What is expected.
Please count the lines in the data below that hold "written" and answer with the number by itself.

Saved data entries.
▼
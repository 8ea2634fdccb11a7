//! Two-axis stage shared between manual control and the scan worker.
//!
//! Both axis controllers sit behind one mutex that is held for the whole of a
//! compound move, so an X leg and its Y leg are never interleaved with another
//! caller's move. The last confirmed position is also published through a
//! separate lock that readers can poll while a move is in flight.

use log::{info, warn};
use parking_lot::{Mutex, RwLock};
use serde::Serialize;
use std::sync::Arc;

use crate::axis::{
    Axis, AxisController, AxisLink, AxisSettings, CommandTimeouts, ConnectionState, Direction,
};
use crate::error::{ConnectionError, MotionError};

#[derive(Debug, Clone, Copy, Default, PartialEq, Serialize)]
pub struct StagePosition {
    pub x: f64,
    pub y: f64,
}

#[derive(Debug, Clone, Copy, PartialEq, Eq)]
pub enum MoveOutcome {
    Moved,
    /// Distance rounded to zero pulses, nothing was sent
    AlreadyAtTarget,
}

/// Anything the scan worker can drive to a point
pub trait Positioner: Send + Sync {
    fn is_ready(&self) -> bool;

    /// Move both axes to `(x, y)` as one step. Both legs are attempted even
    /// when the first fails; the first error is returned.
    fn move_to(&self, x: f64, y: f64) -> Result<(), MotionError>;

    fn position(&self) -> StagePosition;
}

pub struct StageAxes {
    pub x: AxisController,
    pub y: AxisController,
}

impl StageAxes {
    pub fn get_mut(&mut self, axis: Axis) -> &mut AxisController {
        match axis {
            Axis::X => &mut self.x,
            Axis::Y => &mut self.y,
        }
    }

    fn snapshot(&self) -> StagePosition {
        StagePosition {
            x: self.x.position_mm(),
            y: self.y.position_mm(),
        }
    }
}

#[derive(Clone)]
pub struct Stage {
    axes: Arc<Mutex<StageAxes>>,
    position: Arc<RwLock<StagePosition>>,
}

impl Stage {
    pub fn new(x: AxisSettings, y: AxisSettings, timeouts: CommandTimeouts) -> Self {
        Self {
            axes: Arc::new(Mutex::new(StageAxes {
                x: AxisController::new(x, timeouts),
                y: AxisController::new(y, timeouts),
            })),
            position: Arc::new(RwLock::new(StagePosition::default())),
        }
    }

    pub fn connect(&self, axis: Axis, port: &str) -> Result<(), ConnectionError> {
        self.axes.lock().get_mut(axis).connect(port)
    }

    /// Connect an axis over an already open link
    pub fn attach(&self, axis: Axis, link: Box<dyn AxisLink>) -> Result<(), ConnectionError> {
        self.axes.lock().get_mut(axis).attach(link)
    }

    pub fn disconnect(&self, axis: Axis) {
        self.axes.lock().get_mut(axis).disconnect();
    }

    pub fn disconnect_all(&self) {
        let mut axes = self.axes.lock();
        axes.x.disconnect();
        axes.y.disconnect();
    }

    pub fn state(&self, axis: Axis) -> ConnectionState {
        self.axes.lock().get_mut(axis).state()
    }

    /// Run `f` with exclusive access to both axes, republishing the position afterwards
    pub fn with_axes<T>(&self, f: impl FnOnce(&mut StageAxes) -> T) -> T {
        let mut axes = self.axes.lock();
        let result = f(&mut axes);
        *self.position.write() = axes.snapshot();
        result
    }

    /// Move one axis to `target_mm` from its last confirmed position
    pub fn move_axis_to(&self, axis: Axis, target_mm: f64) -> Result<MoveOutcome, MotionError> {
        self.with_axes(|axes| {
            let controller = axes.get_mut(axis);
            let current = controller.position_mm();
            let pulses = controller.pulses_for(target_mm - current);
            if pulses == 0 {
                info!("Motor {axis} already at target {target_mm:.2}mm");
                return Ok(MoveOutcome::AlreadyAtTarget);
            }

            let direction = Direction::toward(current, target_mm);
            info!(
                "Motor {axis} moving from {current:.2}mm to {target_mm:.2}mm, \
                 direction={direction:?}, pulses={pulses}"
            );
            controller.move_motor(direction, pulses)?;
            Ok(MoveOutcome::Moved)
        })
    }

    /// Run the homing procedure specific to `axis`
    pub fn home(&self, axis: Axis) -> Result<(), MotionError> {
        self.with_axes(|axes| match axis {
            Axis::X => axes.x.home_x(),
            Axis::Y => axes.y.home_y(),
        })
    }

    /// One leg of a scan move. After a move the position is set to the exact
    /// target so pulse rounding does not accumulate over a scan. A leg shorter
    /// than half a pulse sends nothing and leaves the position untouched.
    fn scan_leg(controller: &mut AxisController, target_mm: f64) -> Result<(), MotionError> {
        let current = controller.position_mm();
        let pulses = controller.pulses_for(target_mm - current);
        if pulses == 0 {
            return Ok(());
        }

        let direction = Direction::toward(current, target_mm);
        controller.move_motor(direction, pulses).inspect_err(|e| {
            warn!("Motor {} failed to reach {target_mm:.2}mm: {e}", controller.axis());
        })?;
        controller.confirm_position(target_mm);
        Ok(())
    }
}

impl Positioner for Stage {
    fn is_ready(&self) -> bool {
        let axes = self.axes.lock();
        axes.x.is_connected() && axes.y.is_connected()
    }

    fn move_to(&self, x: f64, y: f64) -> Result<(), MotionError> {
        self.with_axes(|axes| {
            let x_result = Self::scan_leg(&mut axes.x, x);
            let y_result = Self::scan_leg(&mut axes.y, y);
            x_result.and(y_result)
        })
    }

    /// Last confirmed position; does not wait for an in-flight move
    fn position(&self) -> StagePosition {
        *self.position.read()
    }
}
pub mod gate;
pub mod orchestrator;
pub mod plan;
pub mod result;

pub use gate::gated_extrema;
pub use orchestrator::{ScanEvent, ScanOrchestrator, ScanReport, ScanState, StopToken};
pub use plan::{MAX_SCAN_POINTS, PathPoint, ScanPath, ScanPlan};
pub use result::{PointStatus, ScanResult, ScanSample};
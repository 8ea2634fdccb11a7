//! HDF5 backend: `scan_parameters` is a group of scalar attributes, every
//! column is a dataset at the file root.

use ::hdf5::types::VarLenUnicode;
use ::hdf5::{File, Group};
use chrono::{DateTime, Local};
use log::warn;
use std::path::{Path, PathBuf};

use super::{Container, ScanParameters, candidate_paths};
use crate::error::StoreError;
use crate::scan::{PointStatus, ScanPlan};

const PARAMETERS: &str = "scan_parameters";

pub fn write_new(dir: &Path, stem: &str, container: &Container) -> Result<PathBuf, StoreError> {
    let path = candidate_paths(dir, stem, "hdf5")
        .find(|p| !p.exists())
        .ok_or_else(|| StoreError::Format {
            path: dir.join(stem),
            message: "no free file name".to_string(),
        })?;

    // Fails if the file appeared in the meantime
    let file = File::create_excl(&path)?;
    let written = write_contents(&file, container, &path);
    let closed = file.close().map_err(StoreError::from);

    if let Err(e) = written.and(closed) {
        if let Err(remove) = std::fs::remove_file(&path) {
            warn!("Could not remove incomplete {}: {remove}", path.display());
        }
        return Err(e);
    }
    Ok(path)
}

fn write_contents(file: &File, container: &Container, path: &Path) -> Result<(), StoreError> {
    write_parameters(&file.create_group(PARAMETERS)?, &container.scan_parameters, path)?;

    write_table(file, "positions", &container.positions)?;
    write_matrix(file, "spectra", &container.spectra)?;
    write_vector(file, "max_values", &container.max_values)?;
    write_vector(file, "min_values", &container.min_values)?;
    write_vector(file, "time_axis", &container.time_axis)?;
    write_table(file, "skipped_positions", &container.skipped_positions)?;

    let status: Vec<u8> = container
        .skipped_status
        .iter()
        .map(|s| status_code(*s))
        .collect();
    let dataset = file
        .new_dataset::<u8>()
        .shape([status.len()])
        .create("skipped_status")?;
    if !status.is_empty() {
        dataset.write_raw(&status)?;
    }
    Ok(())
}

pub fn read(path: &Path) -> Result<Container, StoreError> {
    let file = File::open(path)?;
    let scan_parameters = read_parameters(&file.group(PARAMETERS)?, path)?;

    let skipped_status = file
        .dataset("skipped_status")?
        .read_raw::<u8>()?
        .into_iter()
        .map(|code| status_from_code(code, path))
        .collect::<Result<Vec<_>, _>>()?;

    Ok(Container {
        scan_parameters,
        positions: read_table(&file, "positions", path)?,
        spectra: read_matrix(&file, "spectra", path)?,
        max_values: file.dataset("max_values")?.read_raw::<f64>()?,
        min_values: file.dataset("min_values")?.read_raw::<f64>()?,
        time_axis: file.dataset("time_axis")?.read_raw::<f64>()?,
        skipped_positions: read_table(&file, "skipped_positions", path)?,
        skipped_status,
    })
}

fn write_scalar(group: &Group, name: &str, value: f64) -> Result<(), StoreError> {
    group.new_attr::<f64>().create(name)?.write_scalar(&value)?;
    Ok(())
}

fn write_text(group: &Group, name: &str, value: &str, path: &Path) -> Result<(), StoreError> {
    let text: VarLenUnicode = value.parse().map_err(|e| StoreError::Format {
        path: path.to_path_buf(),
        message: format!("attribute {name}: {e}"),
    })?;
    group
        .new_attr::<VarLenUnicode>()
        .create(name)?
        .write_scalar(&text)?;
    Ok(())
}

fn write_parameters(group: &Group, params: &ScanParameters, path: &Path) -> Result<(), StoreError> {
    let plan = &params.plan;
    for (name, value) in [
        ("center_x", plan.center_x),
        ("center_y", plan.center_y),
        ("width", plan.width),
        ("height", plan.height),
        ("step_x", plan.step_x),
        ("step_y", plan.step_y),
        ("t_min", plan.t_min),
        ("t_max", plan.t_max),
        ("wait_time", plan.wait_time_secs),
    ] {
        write_scalar(group, name, value)?;
    }

    // Absent humidity readings are left out rather than stored as a sentinel
    if let Some(h) = params.start_humidity {
        write_scalar(group, "start_humidity", h)?;
    }
    if let Some(h) = params.end_humidity {
        write_scalar(group, "end_humidity", h)?;
    }

    group
        .new_attr::<bool>()
        .create("completed")?
        .write_scalar(&params.completed)?;
    write_text(group, "message", &params.message, path)?;
    write_text(group, "started_at", &params.started_at.to_rfc3339(), path)?;
    Ok(())
}

fn read_parameters(group: &Group, path: &Path) -> Result<ScanParameters, StoreError> {
    let scalar = |name: &str| -> Result<f64, StoreError> {
        Ok(group.attr(name)?.read_scalar::<f64>()?)
    };
    let optional = |name: &str| -> Option<f64> {
        group
            .attr(name)
            .ok()
            .and_then(|attr| attr.read_scalar::<f64>().ok())
    };
    let text = |name: &str| -> Result<String, StoreError> {
        Ok(group
            .attr(name)?
            .read_scalar::<VarLenUnicode>()?
            .as_str()
            .to_string())
    };

    let started_at = text("started_at")?;
    let started_at = DateTime::parse_from_rfc3339(&started_at)
        .map_err(|e| StoreError::Format {
            path: path.to_path_buf(),
            message: format!("started_at: {e}"),
        })?
        .with_timezone(&Local);

    Ok(ScanParameters {
        plan: ScanPlan {
            center_x: scalar("center_x")?,
            center_y: scalar("center_y")?,
            width: scalar("width")?,
            height: scalar("height")?,
            step_x: scalar("step_x")?,
            step_y: scalar("step_y")?,
            t_min: scalar("t_min")?,
            t_max: scalar("t_max")?,
            wait_time_secs: scalar("wait_time")?,
        },
        start_humidity: optional("start_humidity"),
        end_humidity: optional("end_humidity"),
        completed: group.attr("completed")?.read_scalar::<bool>()?,
        message: text("message")?,
        started_at,
    })
}

fn write_vector(file: &File, name: &str, values: &[f64]) -> Result<(), StoreError> {
    let dataset = file.new_dataset::<f64>().shape([values.len()]).create(name)?;
    if !values.is_empty() {
        dataset.write_raw(values)?;
    }
    Ok(())
}

fn write_table(file: &File, name: &str, rows: &[[f64; 2]]) -> Result<(), StoreError> {
    let flat: Vec<f64> = rows.iter().flatten().copied().collect();
    let dataset = file.new_dataset::<f64>().shape([rows.len(), 2]).create(name)?;
    if !flat.is_empty() {
        dataset.write_raw(&flat)?;
    }
    Ok(())
}

fn write_matrix(file: &File, name: &str, rows: &[Vec<f64>]) -> Result<(), StoreError> {
    let width = rows.first().map_or(0, Vec::len);
    if let Some((index, row)) = rows.iter().enumerate().find(|(_, r)| r.len() != width) {
        return Err(StoreError::RaggedWaveforms {
            index,
            expected: width,
            found: row.len(),
        });
    }
    let flat: Vec<f64> = rows.iter().flatten().copied().collect();
    let dataset = file
        .new_dataset::<f64>()
        .shape([rows.len(), width])
        .create(name)?;
    if !flat.is_empty() {
        dataset.write_raw(&flat)?;
    }
    Ok(())
}

fn read_matrix(file: &File, name: &str, path: &Path) -> Result<Vec<Vec<f64>>, StoreError> {
    let dataset = file.dataset(name)?;
    let shape = dataset.shape();
    let [rows, cols] = shape[..] else {
        return Err(StoreError::Format {
            path: path.to_path_buf(),
            message: format!("{name} has shape {shape:?}, expected two dimensions"),
        });
    };
    if rows == 0 {
        return Ok(Vec::new());
    }
    let flat = dataset.read_raw::<f64>()?;
    if cols == 0 {
        return Ok(vec![Vec::new(); rows]);
    }
    Ok(flat.chunks(cols).map(<[f64]>::to_vec).collect())
}

fn read_table(file: &File, name: &str, path: &Path) -> Result<Vec<[f64; 2]>, StoreError> {
    read_matrix(file, name, path)?
        .into_iter()
        .map(|row| {
            <[f64; 2]>::try_from(row.as_slice()).map_err(|_| StoreError::Format {
                path: path.to_path_buf(),
                message: format!("{name} rows must have two columns"),
            })
        })
        .collect()
}

fn status_code(status: PointStatus) -> u8 {
    match status {
        PointStatus::Acquired => 0,
        PointStatus::MoveFailed => 1,
        PointStatus::AcquireFailed => 2,
    }
}

fn status_from_code(code: u8, path: &Path) -> Result<PointStatus, StoreError> {
    match code {
        0 => Ok(PointStatus::Acquired),
        1 => Ok(PointStatus::MoveFailed),
        2 => Ok(PointStatus::AcquireFailed),
        other => Err(StoreError::Format {
            path: path.to_path_buf(),
            message: format!("unknown point status {other}"),
        }),
    }
}

#[cfg(test)]
mod tests {
    use super::*;
    use crate::store::tests::sample_result;
    use crate::store::{StoreFormat, load, save_as};

    #[test]
    fn test_failed_write_leaves_no_file() {
        let dir = tempfile::tempdir().unwrap();
        let mut container = Container::from_result(&sample_result()).unwrap();
        container.spectra[1].pop();

        let err = write_new(dir.path(), "scan_data_test", &container).unwrap_err();
        assert!(matches!(err, StoreError::RaggedWaveforms { index: 1, .. }));
        assert_eq!(std::fs::read_dir(dir.path()).unwrap().count(), 0);
    }

    #[test]
    fn test_hdf5_round_trip_is_bit_exact() {
        let dir = tempfile::tempdir().unwrap();
        let original = sample_result();

        let path = save_as(&original, dir.path(), StoreFormat::Hdf5).unwrap();
        assert_eq!(path.extension().unwrap(), "hdf5");

        let loaded = load(&path).unwrap();
        assert_eq!(loaded.plan, original.plan);
        assert_eq!(loaded.start_humidity, original.start_humidity);
        assert_eq!(loaded.end_humidity, None);
        assert_eq!(loaded.message, original.message);

        let before = Container::from_result(&original).unwrap();
        let after = Container::from_result(&loaded).unwrap();
        let bits = |c: &Container| -> Vec<u64> {
            c.spectra.iter().flatten().map(|v| v.to_bits()).collect()
        };
        assert_eq!(bits(&before), bits(&after));
        assert_eq!(before.positions, after.positions);
        assert_eq!(before.skipped_status, after.skipped_status);
    }
}
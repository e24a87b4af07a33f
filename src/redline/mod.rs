//! Redlining core
//!
//! Everything in here is synchronous and pure: normalize text, resolve anchors,
//! apply block replacements, gate the replacement prose, and render the redline.
//! The generation call that produces edits lives in `crate::llm`.

pub mod anchor;
pub mod apply;
pub mod diff;
pub mod gate;
pub mod normalize;
pub mod revisions;

pub use anchor::{count_occurrences, resolve_span, ResolutionFailure, Span};
pub use apply::{apply_edits, ApplyReport, EditOutcome};
pub use diff::{diff_chunks, render_diff, ChunkTag, DiffChunk, DiffMarkers};
pub use gate::{should_retry, validate, GateConfig};
pub use normalize::normalize;
pub use revisions::{extract_revisions, Revision};

use serde::{Deserialize, Serialize};
use std::fmt;

/// The only edit shape the generator may propose.
#[derive(Debug, Clone, Copy, PartialEq, Eq, Default, Serialize, Deserialize)]
#[serde(rename_all = "snake_case")]
pub enum EditOperation {
    /// Replace everything from the start of `anchor_start` to the end of `anchor_end`.
    #[default]
    ReplaceBlock,
    /// Anything else the generator invented. Never applied.
    #[serde(other)]
    Unsupported,
}

/// A proposed block replacement.
///
/// Fields default to empty so that a partially-formed edit from the generator
/// still parses; the applicator and the gate report the missing pieces.
#[derive(Debug, Clone, PartialEq, Eq, Default, Serialize, Deserialize)]
pub struct Edit {
    #[serde(default)]
    pub section: String,
    #[serde(default)]
    pub operation: EditOperation,
    #[serde(default)]
    pub anchor_start: String,
    #[serde(default)]
    pub anchor_end: String,
    #[serde(default)]
    pub new_text: String,
}

impl Edit {
    pub fn replace_block(
        section: impl Into<String>,
        anchor_start: impl Into<String>,
        anchor_end: impl Into<String>,
        new_text: impl Into<String>,
    ) -> Self {
        Self {
            section: section.into(),
            operation: EditOperation::ReplaceBlock,
            anchor_start: anchor_start.into(),
            anchor_end: anchor_end.into(),
            new_text: new_text.into(),
        }
    }

    /// Label used in failure reports; falls back to the start anchor.
    pub fn label(&self) -> String {
        if !self.section.trim().is_empty() {
            self.section.trim().to_string()
        } else if !self.anchor_start.is_empty() {
            format!("\"{}\"", crate::util::truncate(&self.anchor_start, 40))
        } else {
            "(unlabeled edit)".to_string()
        }
    }

    /// Names of required fields that are empty.
    pub fn missing_fields(&self) -> Vec<&'static str> {
        let mut missing = Vec::new();
        if self.anchor_start.is_empty() {
            missing.push("anchor_start");
        }
        if self.anchor_end.is_empty() {
            missing.push("anchor_end");
        }
        if self.new_text.trim().is_empty() {
            missing.push("new_text");
        }
        missing
    }

    /// Copy with anchors and replacement text run through the normalizer.
    pub fn normalized(&self) -> Self {
        Self {
            section: self.section.clone(),
            operation: self.operation,
            anchor_start: normalize(&self.anchor_start),
            anchor_end: normalize(&self.anchor_end),
            new_text: normalize(&self.new_text),
        }
    }
}

/// The generator's own assessment of its output. Advisory only.
#[derive(Debug, Clone, Copy, PartialEq, Eq, Serialize, Deserialize)]
pub struct SelfCheck {
    #[serde(default = "default_true")]
    pub no_duplicate_sentence_starts: bool,
    #[serde(default = "default_true")]
    pub no_orphaned_fragments: bool,
    #[serde(default = "default_true")]
    pub no_duplicate_definitions: bool,
    #[serde(default = "default_true")]
    pub no_contradictory_modifiers: bool,
    #[serde(default = "default_true")]
    pub no_paragraph_starts_with_and: bool,
}

fn default_true() -> bool {
    true
}

impl Default for SelfCheck {
    fn default() -> Self {
        Self {
            no_duplicate_sentence_starts: true,
            no_orphaned_fragments: true,
            no_duplicate_definitions: true,
            no_contradictory_modifiers: true,
            no_paragraph_starts_with_and: true,
        }
    }
}

#[derive(Debug, Clone, Copy, PartialEq, Eq, PartialOrd, Ord, Serialize, Deserialize)]
#[serde(rename_all = "lowercase")]
pub enum Severity {
    Warning,
    Error,
}

impl Severity {
    pub fn label(&self) -> &'static str {
        match self {
            Severity::Warning => "warning",
            Severity::Error => "error",
        }
    }
}

/// Defect classes the quality gate knows about.
#[derive(Debug, Clone, Copy, PartialEq, Eq, Hash, Serialize, Deserialize)]
#[serde(rename_all = "snake_case")]
pub enum IssueKind {
    DuplicateSentenceStart,
    AnchorNotFound,
    AmbiguousAnchor,
    DuplicateDefinition,
    ParagraphStartsWithConjunction,
    IncompleteSentence,
    ContradictoryModifiers,
    ScopeInconsistency,
    SelfCheckDiscrepancy,
    IncompleteEdit,
    OverlappingEdits,
}

impl IssueKind {
    pub fn as_str(&self) -> &'static str {
        match self {
            IssueKind::DuplicateSentenceStart => "duplicate_sentence_start",
            IssueKind::AnchorNotFound => "anchor_not_found",
            IssueKind::AmbiguousAnchor => "ambiguous_anchor",
            IssueKind::DuplicateDefinition => "duplicate_definition",
            IssueKind::ParagraphStartsWithConjunction => "paragraph_starts_with_conjunction",
            IssueKind::IncompleteSentence => "incomplete_sentence",
            IssueKind::ContradictoryModifiers => "contradictory_modifiers",
            IssueKind::ScopeInconsistency => "scope_inconsistency",
            IssueKind::SelfCheckDiscrepancy => "self_check_discrepancy",
            IssueKind::IncompleteEdit => "incomplete_edit",
            IssueKind::OverlappingEdits => "overlapping_edits",
        }
    }
}

/// One finding from the quality gate.
#[derive(Debug, Clone, PartialEq, Eq, Serialize, Deserialize)]
pub struct QualityIssue {
    #[serde(rename = "type")]
    pub kind: IssueKind,
    pub severity: Severity,
    pub description: String,
    #[serde(default, skip_serializing_if = "Option::is_none")]
    pub section: Option<String>,
    #[serde(default, skip_serializing_if = "Option::is_none")]
    pub evidence: Option<String>,
}

impl QualityIssue {
    pub fn error(kind: IssueKind, description: impl Into<String>) -> Self {
        Self::new(kind, Severity::Error, description)
    }

    pub fn warning(kind: IssueKind, description: impl Into<String>) -> Self {
        Self::new(kind, Severity::Warning, description)
    }

    fn new(kind: IssueKind, severity: Severity, description: impl Into<String>) -> Self {
        Self {
            kind,
            severity,
            description: description.into(),
            section: None,
            evidence: None,
        }
    }

    pub fn with_section(mut self, section: impl Into<String>) -> Self {
        let section = section.into();
        if !section.trim().is_empty() {
            self.section = Some(section);
        }
        self
    }

    pub fn with_evidence(mut self, evidence: impl Into<String>) -> Self {
        self.evidence = Some(evidence.into());
        self
    }

    pub fn is_error(&self) -> bool {
        self.severity == Severity::Error
    }
}

impl fmt::Display for QualityIssue {
    fn fmt(&self, f: &mut fmt::Formatter<'_>) -> fmt::Result {
        write!(f, "[{}] {}", self.severity.label(), self.kind.as_str())?;
        if let Some(section) = &self.section {
            write!(f, " in {}", section)?;
        }
        write!(f, ": {}", self.description)?;
        if let Some(evidence) = &self.evidence {
            write!(f, " (evidence: \"{}\")", crate::util::truncate(evidence, 120))?;
        }
        Ok(())
    }
}

#[cfg(test)]
mod tests {
    use super::*;

    #[test]
    fn test_edit_deserializes_with_missing_fields() {
        let edit: Edit = serde_json::from_str(r#"{"anchor_start":"A."}"#).unwrap();
        assert_eq!(edit.operation, EditOperation::ReplaceBlock);
        assert_eq!(edit.missing_fields(), vec!["anchor_end", "new_text"]);
    }

    #[test]
    fn test_unknown_operation_is_unsupported() {
        let edit: Edit =
            serde_json::from_str(r#"{"operation":"delete_words","anchor_start":"A"}"#).unwrap();
        assert_eq!(edit.operation, EditOperation::Unsupported);
    }

    #[test]
    fn test_self_check_missing_flags_default_to_pass() {
        let check: SelfCheck =
            serde_json::from_str(r#"{"no_contradictory_modifiers": false}"#).unwrap();
        assert!(!check.no_contradictory_modifiers);
        assert!(check.no_duplicate_sentence_starts);
    }

    #[test]
    fn test_issue_display_includes_section_and_evidence() {
        let issue = QualityIssue::error(IssueKind::DuplicateDefinition, "term defined twice")
            .with_section("Indemnity")
            .with_evidence("(collectively \"Claims\")");
        let text = issue.to_string();
        assert!(text.starts_with("[error] duplicate_definition in Indemnity"));
        assert!(text.contains("collectively"));
    }

    #[test]
    fn test_issue_serializes_type_key() {
        let issue = QualityIssue::warning(IssueKind::IncompleteSentence, "no terminal punctuation");
        let json = serde_json::to_value(&issue).unwrap();
        assert_eq!(json["type"], "incomplete_sentence");
        assert_eq!(json["severity"], "warning");
        assert!(json.get("section").is_none());
    }

    #[test]
    fn test_edit_label_fallbacks() {
        let mut edit = Edit::replace_block("", "Payment terms.", "days.", "x.");
        assert_eq!(edit.label(), "\"Payment terms.\"");
        edit.anchor_start.clear();
        assert_eq!(edit.label(), "(unlabeled edit)");
    }
}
▲
Answer.
2